### EXERCISE
Can you pull out each line of the data below that includes the word "Instant"?

── THE DATA

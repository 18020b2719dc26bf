//! # Readiness handshake.
//!
//! A freshly spawned worker tells its supervisor that its listening socket
//! is bound, through one of two mechanisms:
//!
//! ```text
//! PipeByte:    worker ──write(READY_BYTE)──► stdout pipe ──► manager reads 1 byte
//! NamedEvent:  worker ──create <tmp>/<name>.ready──────────► manager polls for it
//! ```
//!
//! The manager tells the child which mechanism to use through the
//! [`READY_ENV`] variable (`pipe` or `event:<path>`).

use std::io::{self, Write};
use std::path::{Path, PathBuf};
use std::time::Duration;

use tokio::io::AsyncReadExt;
use tokio::process::{Child, ChildStdout};
use tokio::time::Instant;

use crate::error::LifecycleError;

/// Sentinel written by the worker on its stdout.
pub const READY_BYTE: u8 = b'R';

/// Environment variable carrying the mechanism to the child.
pub const READY_ENV: &str = "ALGOVISOR_READY";

const MARKER_POLL: Duration = Duration::from_millis(10);

/// Mechanism the worker uses to signal readiness.
#[derive(Debug, Clone, PartialEq, Eq, Default)]
pub enum ReadinessSignal {
    /// One sentinel byte on the child's stdout.
    #[default]
    PipeByte,
    /// A marker file named after `name` in the temp directory.
    NamedEvent { name: String },
}

impl ReadinessSignal {
    /// Marker file for [`ReadinessSignal::NamedEvent`].
    pub fn marker_path(&self) -> Option<PathBuf> {
        match self {
            ReadinessSignal::PipeByte => None,
            ReadinessSignal::NamedEvent { name } => {
                Some(std::env::temp_dir().join(format!("{name}.ready")))
            }
        }
    }

    /// Value exported to the child in [`READY_ENV`].
    pub fn env_value(&self) -> String {
        match self.marker_path() {
            None => "pipe".to_string(),
            Some(path) => format!("event:{}", path.display()),
        }
    }
}

/// Worker-side half of the handshake.
#[derive(Debug, Clone, PartialEq, Eq)]
pub enum ReadyNotifier {
    Pipe,
    Event(PathBuf),
}

impl ReadyNotifier {
    /// Parses a [`READY_ENV`] value.
    pub fn parse(value: &str) -> Option<Self> {
        match value {
            "pipe" => Some(ReadyNotifier::Pipe),
            v => v
                .strip_prefix("event:")
                .filter(|p| !p.is_empty())
                .map(|p| ReadyNotifier::Event(PathBuf::from(p))),
        }
    }

    /// Notifier requested by the supervising process, if any.
    pub fn from_env() -> Option<Self> {
        std::env::var(READY_ENV).ok().as_deref().and_then(Self::parse)
    }

    /// Signals readiness once.
    pub fn signal(&self) -> io::Result<()> {
        match self {
            ReadyNotifier::Pipe => {
                let mut out = io::stdout().lock();
                out.write_all(&[READY_BYTE])?;
                out.flush()
            }
            ReadyNotifier::Event(path) => {
                // Write then rename so the poller never sees a half-created marker.
                let tmp = path.with_extension("tmp");
                std::fs::write(&tmp, [READY_BYTE])?;
                std::fs::rename(&tmp, path)
            }
        }
    }
}

/// Waits for the sentinel byte on the child's stdout.
pub(crate) async fn wait_for_byte(
    stdout: &mut ChildStdout,
    timeout: Duration,
) -> Result<(), LifecycleError> {
    match tokio::time::timeout(timeout, stdout.read_u8()).await {
        Ok(Ok(READY_BYTE)) => Ok(()),
        Ok(Ok(found)) => Err(LifecycleError::HandshakeMismatch { found }),
        Ok(Err(_)) => Err(LifecycleError::HandshakeClosed),
        Err(_) => Err(LifecycleError::HandshakeTimeout { timeout }),
    }
}

/// Polls for the marker file, giving up early if the child exits.
pub(crate) async fn wait_for_marker(
    path: &Path,
    child: &mut Child,
    timeout: Duration,
) -> Result<(), LifecycleError> {
    let deadline = Instant::now() + timeout;
    loop {
        if tokio::fs::try_exists(path).await.unwrap_or(false) {
            let _ = tokio::fs::remove_file(path).await;
            return Ok(());
        }
        if matches!(child.try_wait(), Ok(Some(_))) {
            return Err(LifecycleError::HandshakeClosed);
        }
        if Instant::now() >= deadline {
            return Err(LifecycleError::HandshakeTimeout { timeout });
        }
        tokio::time::sleep(MARKER_POLL).await;
    }
}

────

### RESPONSE TO THE TASK
use tokio::time::Instant;
    let deadline = Instant::now() + timeout;
        if Instant::now() >= deadline {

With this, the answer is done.